Stored records:
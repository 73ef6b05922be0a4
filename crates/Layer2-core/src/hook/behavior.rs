//! Behavior - Hook 동작 단위
//!
//! behavior 는 하나 이상의 이벤트에 묶인 작업 단위다.
//! 서로를 호출하지 않으며, 항상 Dispatcher 가 직접 호출한다.

use super::context::HookInvocationContext;
use super::types::{HookEventType, HookResult, ToolMatcher};
use async_trait::async_trait;
use std::sync::Arc;

/// Hook behavior
#[async_trait]
pub trait Behavior: Send + Sync {
    /// 이름 (설정/세션 정책의 키)
    fn name(&self) -> &str;

    /// 한 줄 설명
    fn description(&self) -> &str {
        ""
    }

    /// 반응하는 이벤트
    fn events(&self) -> Vec<HookEventType>;

    /// Tool 매처 (None 이면 모든 tool)
    fn tool_matcher(&self) -> Option<ToolMatcher> {
        None
    }

    /// 이벤트/tool 에 묶여 있는지
    fn binds(&self, event: &HookEventType, tool_name: Option<&str>) -> bool {
        if !self.events().contains(event) {
            return false;
        }
        match self.tool_matcher() {
            Some(matcher) => matcher.matches(tool_name),
            None => true,
        }
    }

    /// 실행
    async fn execute(&self, ctx: &HookInvocationContext) -> HookResult;
}

// ============================================================================
// BehaviorRegistry
// ============================================================================

/// behavior 레지스트리
///
/// 시작 시 한 번 만들어 Dispatcher 에 넘긴다. 등록 순서가 실행 순서다.
#[derive(Default, Clone)]
pub struct BehaviorRegistry {
    behaviors: Vec<Arc<dyn Behavior>>,
}

impl BehaviorRegistry {
    /// 빈 레지스트리 생성
    pub fn new() -> Self {
        Self::default()
    }

    /// 등록 (같은 이름은 교체, 순서는 유지)
    pub fn register(&mut self, behavior: Arc<dyn Behavior>) {
        match self
            .behaviors
            .iter()
            .position(|b| b.name() == behavior.name())
        {
            Some(idx) => self.behaviors[idx] = behavior,
            None => self.behaviors.push(behavior),
        }
    }

    pub fn with(mut self, behavior: Arc<dyn Behavior>) -> Self {
        self.register(behavior);
        self
    }

    /// 이름으로 조회
    pub fn get(&self, name: &str) -> Option<Arc<dyn Behavior>> {
        self.behaviors.iter().find(|b| b.name() == name).cloned()
    }

    pub fn contains(&self, name: &str) -> bool {
        self.get(name).is_some()
    }

    /// 등록 순서대로 전체
    pub fn all(&self) -> &[Arc<dyn Behavior>] {
        &self.behaviors
    }

    pub fn names(&self) -> Vec<&str> {
        self.behaviors.iter().map(|b| b.name()).collect()
    }

    /// 목록 (이름, 설명)
    pub fn list(&self) -> Vec<(&str, &str)> {
        self.behaviors
            .iter()
            .map(|b| (b.name(), b.description()))
            .collect()
    }

    pub fn len(&self) -> usize {
        self.behaviors.len()
    }

    pub fn is_empty(&self) -> bool {
        self.behaviors.is_empty()
    }
}

// ============================================================================
// BehaviorSelector
// ============================================================================

/// 실행할 behavior 선택
#[derive(Debug, Clone, PartialEq, Eq)]
pub enum BehaviorSelector {
    /// 이벤트에 묶인 전부
    All,
    /// 이름으로 지정 (쉼표 구분)
    Named(Vec<String>),
}

impl BehaviorSelector {
    pub fn parse(selector: &str) -> Self {
        let names: Vec<String> = selector
            .split(',')
            .map(str::trim)
            .filter(|s| !s.is_empty())
            .map(str::to_string)
            .collect();

        if names.is_empty() || names.iter().any(|n| n == "all") {
            Self::All
        } else {
            Self::Named(names)
        }
    }

    pub fn includes(&self, name: &str) -> bool {
        match self {
            Self::All => true,
            Self::Named(names) => names.iter().any(|n| n == name),
        }
    }
}

#[cfg(test)]
mod tests {
    use super::*;

    struct Named(&'static str, Vec<HookEventType>);

    #[async_trait]
    impl Behavior for Named {
        fn name(&self) -> &str {
            self.0
        }

        fn events(&self) -> Vec<HookEventType> {
            self.1.clone()
        }

        fn tool_matcher(&self) -> Option<ToolMatcher> {
            Some(ToolMatcher::new("Edit|Write"))
        }

        async fn execute(&self, _ctx: &HookInvocationContext) -> HookResult {
            HookResult::success()
        }
    }

    #[test]
    fn test_registry_keeps_order_and_replaces() {
        let registry = BehaviorRegistry::new()
            .with(Arc::new(Named("b", vec![HookEventType::Stop])))
            .with(Arc::new(Named("a", vec![HookEventType::Stop])))
            .with(Arc::new(Named("b", vec![HookEventType::PreToolUse])));

        assert_eq!(registry.names(), vec!["b", "a"]);
        let b = registry.get("b").unwrap();
        assert_eq!(b.events(), vec![HookEventType::PreToolUse]);
        assert!(registry.get("missing").is_none());
    }

    #[test]
    fn test_binds_checks_event_and_tool() {
        let behavior = Named("lint", vec![HookEventType::PostToolUse]);
        assert!(behavior.binds(&HookEventType::PostToolUse, Some("Write")));
        assert!(!behavior.binds(&HookEventType::PostToolUse, Some("Read")));
        assert!(!behavior.binds(&HookEventType::PreToolUse, Some("Write")));
    }

    #[test]
    fn test_selector_parse() {
        assert_eq!(BehaviorSelector::parse("all"), BehaviorSelector::All);
        assert_eq!(BehaviorSelector::parse(""), BehaviorSelector::All);

        let selector = BehaviorSelector::parse("lint, typecheck");
        assert!(selector.includes("lint"));
        assert!(selector.includes("typecheck"));
        assert!(!selector.includes("checkpoint"));
    }
}
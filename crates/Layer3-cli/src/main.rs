//! forgehook CLI - Main entry point
//!
//! 호스트가 이벤트마다 한 번씩 실행한다. stdout 은 판정 JSON 전용,
//! 로그와 진단은 전부 stderr 로 간다.

mod commands;
mod environment;

use clap::{Parser, Subcommand};
use tracing_subscriber::{layer::SubscriberExt, util::SubscriberInitExt};

/// 로그 필터 환경 변수
const ENV_LOG: &str = "FORGEHOOK_LOG";

/// forgehook - event-triggered hooks for AI coding assistants
#[derive(Parser, Debug)]
#[command(name = "forgehook")]
#[command(author, version, about, long_about = None)]
struct Args {
    #[command(subcommand)]
    command: Command,

    /// Enable debug logging
    #[arg(short, long, global = true)]
    debug: bool,
}

#[derive(Subcommand, Debug)]
enum Command {
    /// Handle one host event read from stdin
    Run {
        /// Behaviors to run: "all" or a comma-separated list of names
        #[arg(default_value = "all")]
        selector: String,
    },
    /// Suppress or restore a behavior for the current session
    Session {
        #[command(subcommand)]
        action: SessionAction,
    },
    /// List the built-in behaviors
    List,
}

#[derive(Subcommand, Debug)]
enum SessionAction {
    /// Suppress a behavior for this session
    Disable {
        behavior: String,
        /// Session id (read from the payload on stdin when omitted)
        #[arg(short, long)]
        session: Option<String>,
    },
    /// Restore a suppressed behavior for this session
    Enable {
        behavior: String,
        #[arg(short, long)]
        session: Option<String>,
    },
    /// Show whether a behavior is suppressed for this session
    Status {
        behavior: String,
        #[arg(short, long)]
        session: Option<String>,
    },
}

fn init_logging(debug: bool) {
    let default_level = if debug { "debug" } else { "warn" };
    let filter = std::env::var(ENV_LOG)
        .ok()
        .filter(|_| !debug)
        .and_then(|spec| tracing_subscriber::EnvFilter::try_new(spec).ok())
        .unwrap_or_else(|| tracing_subscriber::EnvFilter::new(default_level));

    tracing_subscriber::registry()
        .with(filter)
        .with(
            tracing_subscriber::fmt::layer()
                .with_target(false)
                .with_writer(std::io::stderr),
        )
        .init();
}

#[tokio::main]
async fn main() -> anyhow::Result<()> {
    let args = Args::parse();
    init_logging(args.debug);

    let code = match args.command {
        Command::Run { selector } => commands::run(&selector).await?,
        Command::Session { action } => match action {
            SessionAction::Disable { behavior, session } => {
                commands::session(commands::SessionOp::Disable, &behavior, session).await?
            }
            SessionAction::Enable { behavior, session } => {
                commands::session(commands::SessionOp::Enable, &behavior, session).await?
            }
            SessionAction::Status { behavior, session } => {
                commands::session(commands::SessionOp::Status, &behavior, session).await?
            }
        },
        Command::List => commands::list(),
    };

    // stdin 리더의 blocking 읽기가 런타임 종료를 붙잡지 않도록 바로 종료
    std::process::exit(code);
}
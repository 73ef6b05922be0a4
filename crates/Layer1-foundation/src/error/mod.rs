//! Error types for forgehook
//!
//! 모든 에러를 중앙에서 관리

use std::path::PathBuf;
use thiserror::Error;

/// Result type alias
pub type Result<T> = std::result::Result<T, Error>;

/// forgehook 에러 타입
#[derive(Error, Debug)]
pub enum Error {
    // ========================================================================
    // 입력 / 설정
    // ========================================================================
    #[error("Invalid input: {0}")]
    InvalidInput(String),

    #[error("Configuration error: {0}")]
    Config(String),

    // ========================================================================
    // 외부 도구 실행
    // ========================================================================
    #[error("{tool} failed with exit code {code}")]
    ToolFailed { tool: String, code: i32 },

    #[error("{tool} timed out after {timeout_ms}ms")]
    ToolTimeout { tool: String, timeout_ms: u64 },

    #[error("Failed to start {program}: {message}")]
    Spawn { program: String, message: String },

    #[error("Git error: {0}")]
    Git(String),

    // ========================================================================
    // 정책 / 경로
    // ========================================================================
    #[error("Session record corrupt at {path}: {message}")]
    PolicyStoreCorrupt { path: PathBuf, message: String },

    #[error("{} resolves outside the project root", .0.display())]
    PathEscape(PathBuf),

    // ========================================================================
    // 저장소
    // ========================================================================
    #[error("Storage error: {0}")]
    Storage(String),

    // ========================================================================
    // 외부 에러 변환
    // ========================================================================
    #[error("IO error: {0}")]
    Io(#[from] std::io::Error),

    #[error("JSON error: {0}")]
    Json(#[from] serde_json::Error),
}

impl Error {
    /// 호출을 중단해야 하는 에러인지 확인
    ///
    /// 자식 프로세스를 아예 시작하지 못한 경우만 치명적이다.
    pub fn is_fatal(&self) -> bool {
        matches!(self, Error::Spawn { .. })
    }

    /// 호스트에 전달할 종료 코드
    pub fn exit_code(&self) -> i32 {
        match self {
            Error::ToolFailed { .. } | Error::ToolTimeout { .. } | Error::PathEscape(_) => 2,
            _ => 1,
        }
    }

    /// Spawn 에러 생성 헬퍼
    pub fn spawn(program: impl Into<String>, message: impl Into<String>) -> Self {
        Error::Spawn {
            program: program.into(),
            message: message.into(),
        }
    }

    /// 손상된 세션 레코드 에러 생성 헬퍼
    pub fn corrupt(path: impl Into<PathBuf>, message: impl Into<String>) -> Self {
        Error::PolicyStoreCorrupt {
            path: path.into(),
            message: message.into(),
        }
    }
}
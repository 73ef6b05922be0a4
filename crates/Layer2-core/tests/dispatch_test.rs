//! Dispatcher 통합 테스트 - builtin behavior 와 실제 파일시스템 사용

use forgehook_core::{
    builtin_registry, BehaviorSelector, DispatchResponse, Dispatcher, EventPayload, SkipReason,
    EXIT_BLOCK, EXIT_SUCCESS,
};
use forgehook_foundation::{BehaviorSettings, HookSettings, SessionStore};
use serde_json::json;
use tempfile::TempDir;

const TRANSCRIPT: &str =
    "/home/dev/.claude/projects/app/0f8fad5b-d9cb-469f-a165-70867728950e.jsonl";
const SESSION: &str = "0f8fad5b-d9cb-469f-a165-70867728950e";

struct Fixture {
    project: TempDir,
    state: TempDir,
}

impl Fixture {
    fn new() -> Self {
        Self {
            project: TempDir::new().unwrap(),
            state: TempDir::new().unwrap(),
        }
    }

    fn sessions(&self) -> SessionStore {
        SessionStore::new(self.state.path())
    }

    fn dispatcher(&self, settings: HookSettings) -> Dispatcher {
        Dispatcher::new(
            builtin_registry(),
            settings,
            self.sessions(),
            self.project.path(),
        )
    }

    async fn dispatch(&self, settings: HookSettings, raw: &str, selector: &str) -> DispatchResponse {
        self.dispatcher(settings)
            .dispatch(EventPayload::parse(raw), &BehaviorSelector::parse(selector))
            .await
    }
}

#[tokio::test]
async fn test_env_file_denied_source_allowed() {
    let fx = Fixture::new();

    let denied = fx
        .dispatch(
            HookSettings::new(),
            r#"{"event":"PreToolUse","tool":"Read","toolInput":{"path":".env"}}"#,
            "guard",
        )
        .await;
    assert_eq!(denied.exit_code, EXIT_SUCCESS);
    assert_eq!(denied.decision().as_deref(), Some("deny"));

    let allowed = fx
        .dispatch(
            HookSettings::new(),
            r#"{"event":"PreToolUse","tool":"Read","toolInput":{"path":"src/app.ts"}}"#,
            "guard",
        )
        .await;
    assert_eq!(allowed.exit_code, EXIT_SUCCESS);
    assert_eq!(allowed.decision().as_deref(), Some("allow"));
}

#[tokio::test]
async fn test_env_file_denied_with_mixed_or_mistyped_keys() {
    let fx = Fixture::new();

    let payloads = [
        r#"{"event":"PreToolUse","hook_event_name":"PreToolUse","tool":"Read","tool_name":"Read","tool_input":{"file_path":".env"}}"#,
        r#"{"event":"PreToolUse","tool":"Read","toolInput":{"path":".env"},"agent_id":42,"turnActive":null}"#,
    ];
    for raw in payloads {
        let response = fx.dispatch(HookSettings::new(), raw, "guard").await;
        assert_eq!(response.exit_code, EXIT_SUCCESS, "{}", raw);
        assert_eq!(response.decision().as_deref(), Some("deny"), "{}", raw);
    }
}

#[tokio::test]
async fn test_deny_reason_names_rule_source() {
    let fx = Fixture::new();
    std::fs::write(
        fx.project.path().join(".claudeignore"),
        "secrets/\n!secrets/readme.md\n",
    )
    .unwrap();

    let response = fx
        .dispatch(
            HookSettings::new(),
            r#"{"hook_event_name":"PreToolUse","tool_name":"Edit","tool_input":{"file_path":"secrets/key.pem"}}"#,
            "all",
        )
        .await;

    let value: serde_json::Value = serde_json::from_str(response.stdout.as_deref().unwrap()).unwrap();
    assert_eq!(value["hookSpecificOutput"]["permissionDecision"], "deny");
    let reason = value["hookSpecificOutput"]["permissionDecisionReason"]
        .as_str()
        .unwrap();
    assert!(reason.contains(".claudeignore"), "{}", reason);
}

#[tokio::test]
async fn test_session_suppression_skips_guard() {
    let fx = Fixture::new();
    fx.sessions()
        .suppress(SESSION, "guard", fx.project.path())
        .unwrap();

    let raw = json!({
        "event": "PreToolUse",
        "tool": "Read",
        "toolInput": { "path": ".env" },
        "transcriptPath": TRANSCRIPT,
    })
    .to_string();

    let response = fx.dispatch(HookSettings::new(), &raw, "guard").await;
    assert_eq!(response.exit_code, EXIT_SUCCESS);
    assert!(response.stdout.is_none());
    assert_eq!(
        response.skipped,
        vec![("guard".to_string(), SkipReason::SessionSuppressed)]
    );

    // 복원 후에는 다시 실행
    fx.sessions().restore(SESSION, "guard").unwrap();
    let response = fx.dispatch(HookSettings::new(), &raw, "guard").await;
    assert_eq!(response.decision().as_deref(), Some("deny"));
}

#[tokio::test]
async fn test_permanent_disable_beats_session_restore() {
    let fx = Fixture::new();
    fx.sessions().restore(SESSION, "guard").unwrap();

    let settings = HookSettings::new().with_behavior("guard", BehaviorSettings::disabled());
    let raw = json!({
        "event": "PreToolUse",
        "tool": "Read",
        "toolInput": { "path": ".env" },
        "transcriptPath": TRANSCRIPT,
    })
    .to_string();

    let response = fx.dispatch(settings, &raw, "guard").await;
    assert!(response.stdout.is_none());
    assert_eq!(
        response.skipped,
        vec![("guard".to_string(), SkipReason::Disabled)]
    );
}

#[tokio::test]
async fn test_loop_prevention() {
    let fx = Fixture::new();
    let settings = HookSettings::new().with_behavior(
        "test",
        BehaviorSettings {
            options: [("command".to_string(), json!("false"))].into_iter().collect(),
            ..Default::default()
        },
    );

    let response = fx
        .dispatch(settings, r#"{"hook_event_name":"Stop","stop_hook_active":true}"#, "all")
        .await;
    assert_eq!(response.exit_code, EXIT_SUCCESS);
    assert!(response.ran.is_empty());
}

#[cfg(unix)]
#[tokio::test]
async fn test_tool_failure_and_timeout_are_distinct() {
    let fx = Fixture::new();

    let failing = HookSettings::new().with_behavior(
        "test",
        BehaviorSettings {
            options: [("command".to_string(), json!("sh -c 'echo broken >&2; exit 1'"))]
                .into_iter()
                .collect(),
            ..Default::default()
        },
    );
    let response = fx.dispatch(failing, r#"{"event":"Stop"}"#, "test").await;
    assert_eq!(response.exit_code, EXIT_BLOCK);
    assert!(response.diagnostics().contains("exit code 1"));
    assert!(response.diagnostics().contains("broken"));

    let hanging = HookSettings::new().with_behavior(
        "test",
        BehaviorSettings {
            timeout_ms: Some(200),
            options: [("command".to_string(), json!("sleep 5"))]
                .into_iter()
                .collect(),
            ..Default::default()
        },
    );
    let response = fx.dispatch(hanging, r#"{"event":"Stop"}"#, "test").await;
    assert_eq!(response.exit_code, EXIT_BLOCK);
    assert!(response.diagnostics().contains("timed out after 200ms"));
}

**THE TASK:** Lines from the start of the records through the one containing "이면 모든 tool)" are what should be retyped, exactly and in full, both ends included.

**YOUR SOLUTION:**
repository 73ef6b05922be0a4
filename crates/Layer2-core/src/hook/behavior.rs
//! Behavior - Hook 동작 단위
//!
//! behavior 는 하나 이상의 이벤트에 묶인 작업 단위다.
//! 서로를 호출하지 않으며, 항상 Dispatcher 가 직접 호출한다.

use super::context::HookInvocationContext;
use super::types::{HookEventType, HookResult, ToolMatcher};
use async_trait::async_trait;
use std::sync::Arc;

/// Hook behavior
#[async_trait]
pub trait Behavior: Send + Sync {
    /// 이름 (설정/세션 정책의 키)
    fn name(&self) -> &str;

    /// 한 줄 설명
    fn description(&self) -> &str {
        ""
    }

    /// 반응하는 이벤트
    fn events(&self) -> Vec<HookEventType>;

    /// Tool 매처 (None 이면 모든 tool)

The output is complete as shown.